| Consensus | Consensus Range | Actual | Previous | |
| Composite Index | 50.7 | 49.1 to 51.0 | 50.3 | 50.4 |
| Manufacturing Index | 49.5 | 48.8 to 49.5 | 49.2 | 49.0 |
| Services Index | 50.1 | 49.2 to 50.5 | 50.1 | 49.4 |
Highlights
In July 2025, the flash composite PMI stood at 50.3, 0.4 points below the consensus forecast and slightly above the stagnation threshold. While manufacturing rose for a fifth straight month, the pace slowed (49.2), reflecting waning energy in the sector. Services, however, showed signs of revival, with business activity (50.1) climbing to a four-month high and new business rising for the first time since August 2024.

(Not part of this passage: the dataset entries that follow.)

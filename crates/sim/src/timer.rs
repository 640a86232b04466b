//! Millisecond timer wheel and interrupt mask for the simulation

use host::{InterruptMask, OneshotTimer, TimerEvent, TimerHandle};
use std::cell::{Cell, RefCell};
use std::rc::Rc;
use tracing::trace;

#[derive(Debug, Clone, Copy)]
struct Pending {
    due_ms: u64,
    handle: TimerHandle,
    event: TimerEvent,
}

/// Pending one-shot timers against simulated time
#[derive(Debug, Default)]
pub struct TimerQueue {
    now_ms: u64,
    next_handle: u32,
    pending: Vec<Pending>,
}

impl TimerQueue {
    pub fn now_ms(&self) -> u64 {
        self.now_ms
    }

    pub fn pending(&self) -> usize {
        self.pending.len()
    }

    /// Move time forward and return the events that fell due, in due order
    pub fn advance(&mut self, ms: u64) -> Vec<TimerEvent> {
        self.now_ms += ms;
        let now = self.now_ms;
        let mut due: Vec<Pending> = Vec::new();
        self.pending.retain(|p| {
            if p.due_ms <= now {
                due.push(*p);
                false
            } else {
                true
            }
        });
        due.sort_by_key(|p| (p.due_ms, p.handle.0));
        due.into_iter().map(|p| p.event).collect()
    }
}

/// [`OneshotTimer`] backed by a shared [`TimerQueue`]
pub struct SimTimer {
    queue: Rc<RefCell<TimerQueue>>,
}

impl SimTimer {
    pub fn new(queue: Rc<RefCell<TimerQueue>>) -> Self {
        Self { queue }
    }
}

impl OneshotTimer for SimTimer {
    fn oneshot(&mut self, delay_ms: u32, event: TimerEvent) -> TimerHandle {
        let mut queue = self.queue.borrow_mut();
        queue.next_handle = queue.next_handle.wrapping_add(1);
        let handle = TimerHandle(queue.next_handle);
        let due_ms = queue.now_ms + u64::from(delay_ms);
        trace!(?event, due_ms, "Timer armed");
        queue.pending.push(Pending {
            due_ms,
            handle,
            event,
        });
        handle
    }

    fn cancel(&mut self, handle: TimerHandle) {
        self.queue.borrow_mut().pending.retain(|p| p.handle != handle);
    }
}

/// Interrupt mask that records how the stack used it
#[derive(Debug)]
pub struct SimIrq {
    enabled: Cell<bool>,
    sections: Cell<u64>,
}

impl Default for SimIrq {
    fn default() -> Self {
        Self {
            enabled: Cell::new(true),
            sections: Cell::new(0),
        }
    }
}

impl SimIrq {
    pub fn enabled(&self) -> bool {
        self.enabled.get()
    }

    /// Critical sections entered so far
    pub fn sections(&self) -> u64 {
        self.sections.get()
    }
}

impl InterruptMask for SimIrq {
    fn save(&self) -> bool {
        self.sections.set(self.sections.get() + 1);
        self.enabled.replace(false)
    }

    fn restore(&self, was_enabled: bool) {
        self.enabled.set(was_enabled);
    }
}
//! Endpoints owned by a device

use protocol::{DataPid, Direction, EndpointDescriptor, TransferKind};

/// One live endpoint of a device, with its data toggles
#[derive(Debug, Clone, PartialEq, Eq)]
pub struct Endpoint {
    address: u8,
    kind: TransferKind,
    max_packet_size: u16,
    interval: u8,
    /// Interface that instantiated the endpoint; `None` for the default pipe
    interface: Option<u8>,
    toggles: [DataPid; 2],
}

impl Endpoint {
    /// The default control pipe, before the real max packet size is known
    pub fn control(max_packet_size: u16) -> Self {
        Self {
            address: 0,
            kind: TransferKind::Control,
            max_packet_size,
            interval: 0,
            interface: None,
            toggles: [DataPid::Data0; 2],
        }
    }

    pub fn from_descriptor(descriptor: &EndpointDescriptor, interface: u8) -> Self {
        Self {
            address: descriptor.address,
            kind: descriptor.kind(),
            max_packet_size: descriptor.max_packet_size & 0x07ff,
            interval: descriptor.interval,
            interface: Some(interface),
            toggles: [DataPid::Data0; 2],
        }
    }

    pub fn address(&self) -> u8 {
        self.address
    }

    pub fn number(&self) -> u8 {
        self.address & 0x0f
    }

    pub fn direction(&self) -> Direction {
        Direction::from_bit7(self.address)
    }

    pub fn kind(&self) -> TransferKind {
        self.kind
    }

    pub fn max_packet_size(&self) -> u16 {
        self.max_packet_size
    }

    /// Polling interval in frames, at least one
    pub fn interval(&self) -> u16 {
        (self.interval as u16).max(1)
    }

    pub fn interface(&self) -> Option<u8> {
        self.interface
    }

    pub fn toggle(&self, direction: Direction) -> DataPid {
        self.toggles[direction.index()]
    }

    pub fn set_toggle(&mut self, direction: Direction, pid: DataPid) {
        self.toggles[direction.index()] = pid;
    }

    pub(crate) fn set_max_packet_size(&mut self, max_packet_size: u16) {
        self.max_packet_size = max_packet_size;
    }
}
//! Transfer statistics for the host stack
//!
//! Counters are plain relaxed atomics so a snapshot can be taken through a
//! shared reference from any context, including a diagnostic shell running
//! beside the interrupt handler.

use serde::{Deserialize, Serialize};
use std::sync::atomic::{AtomicU64, Ordering};

/// Live counters updated by the host stack
#[derive(Debug, Default)]
pub struct TransferStats {
    urbs_submitted: AtomicU64,
    urbs_completed: AtomicU64,
    urbs_retired: AtomicU64,
    urbs_failed: AtomicU64,
    naks: AtomicU64,
    stalls: AtomicU64,
    transaction_errors: AtomicU64,
    bytes_transferred: AtomicU64,
    enumerations: AtomicU64,
    start_of_frames: AtomicU64,
}

/// Point-in-time copy of [`TransferStats`]
#[derive(Debug, Clone, Copy, Default, PartialEq, Eq, Serialize, Deserialize)]
pub struct StatsSnapshot {
    pub urbs_submitted: u64,
    pub urbs_completed: u64,
    pub urbs_retired: u64,
    pub urbs_failed: u64,
    pub naks: u64,
    pub stalls: u64,
    pub transaction_errors: u64,
    pub bytes_transferred: u64,
    pub enumerations: u64,
    pub start_of_frames: u64,
}

impl TransferStats {
    pub fn new() -> Self {
        Self::default()
    }

    pub fn record_submit(&self) {
        self.urbs_submitted.fetch_add(1, Ordering::Relaxed);
    }

    /// Record a completion; `ok` is false for any nonzero result
    pub fn record_completion(&self, ok: bool, bytes: usize) {
        self.urbs_completed.fetch_add(1, Ordering::Relaxed);
        if ok {
            self.bytes_transferred
                .fetch_add(bytes as u64, Ordering::Relaxed);
        } else {
            self.urbs_failed.fetch_add(1, Ordering::Relaxed);
        }
    }

    pub fn record_retire(&self) {
        self.urbs_retired.fetch_add(1, Ordering::Relaxed);
    }

    pub fn record_nak(&self) {
        self.naks.fetch_add(1, Ordering::Relaxed);
    }

    pub fn record_stall(&self) {
        self.stalls.fetch_add(1, Ordering::Relaxed);
    }

    pub fn record_transaction_error(&self) {
        self.transaction_errors.fetch_add(1, Ordering::Relaxed);
    }

    pub fn record_enumeration(&self) {
        self.enumerations.fetch_add(1, Ordering::Relaxed);
    }

    pub fn record_sof(&self) {
        self.start_of_frames.fetch_add(1, Ordering::Relaxed);
    }

    pub fn snapshot(&self) -> StatsSnapshot {
        StatsSnapshot {
            urbs_submitted: self.urbs_submitted.load(Ordering::Relaxed),
            urbs_completed: self.urbs_completed.load(Ordering::Relaxed),
            urbs_retired: self.urbs_retired.load(Ordering::Relaxed),
            urbs_failed: self.urbs_failed.load(Ordering::Relaxed),
            naks: self.naks.load(Ordering::Relaxed),
            stalls: self.stalls.load(Ordering::Relaxed),
            transaction_errors: self.transaction_errors.load(Ordering::Relaxed),
            bytes_transferred: self.bytes_transferred.load(Ordering::Relaxed),
            enumerations: self.enumerations.load(Ordering::Relaxed),
            start_of_frames: self.start_of_frames.load(Ordering::Relaxed),
        }
    }
}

Yet optimism was met with some restraints. Despite improved order inflows and the highest business expectations since May 2024, firms cautiously trimmed staffing, leading to the year's first broad-based employment decline. This suggests businesses remain wary, focusing on cost control amid only modest demand.
Crucially, inflationary pressures continued to cool. Input cost growth decelerated to its lowest since October 2024, and service providers saw the softest output price rise in over four years. Meanwhile, manufacturers have cut prices for a third consecutive month, aided by cheaper raw materials and favourable exchange rate effects.
Overall, July's figures hint at stabilisation rather than a rebound, emphasising the need for sustained demand and stronger job market signals to secure recovery, taking the RPI to 8 and the RPI-P to 7. This means that economic activities are now within the expectations of the German economy.
Market Consensus Before Announcement
The consensus looks for the PMI composite at 50.7 for July versus 50.4 in the June final.
PMI manufacturing is seen at 49.5 for July versus 49.0 in the June final. Forecasters expect services at 50.1 in July versus 49.7 in in the June final.
Definition
The flash Composite Purchasing Managers' Index (PMI) provides an early estimate of current private sector business activity by combining information obtained from surveys of around 1,000 manufacturing and service sector companies. The flash data are released around ten days ahead of the final report and are typically based upon around 85 percent of the full survey sample. Results covering a range of variables including manufacturing output, employment, new orders, backlogs and prices are synthesised into a single index which can range between zero and 100. A reading above (below) 50 signals rising (falling) activity versus the previous month and the closer to 100 (zero) the faster is activity growing (contracting). The report also contains flash estimates of the manufacturing and services PMIs. The data are produced by S&P Global.
Description
Investors need to keep their fingers on the pulse of the economy because it dictates how various types of investments will perform. By tracking economic data such as the purchasing managers' manufacturing indexes, investors will know what the economic backdrop is for the various markets. The stock market likes to see healthy economic growth because that translates to higher corporate profits. The bond market prefers less rapid growth and is extremely sensitive to whether the economy is growing too quickly and causing potential inflationary pressures.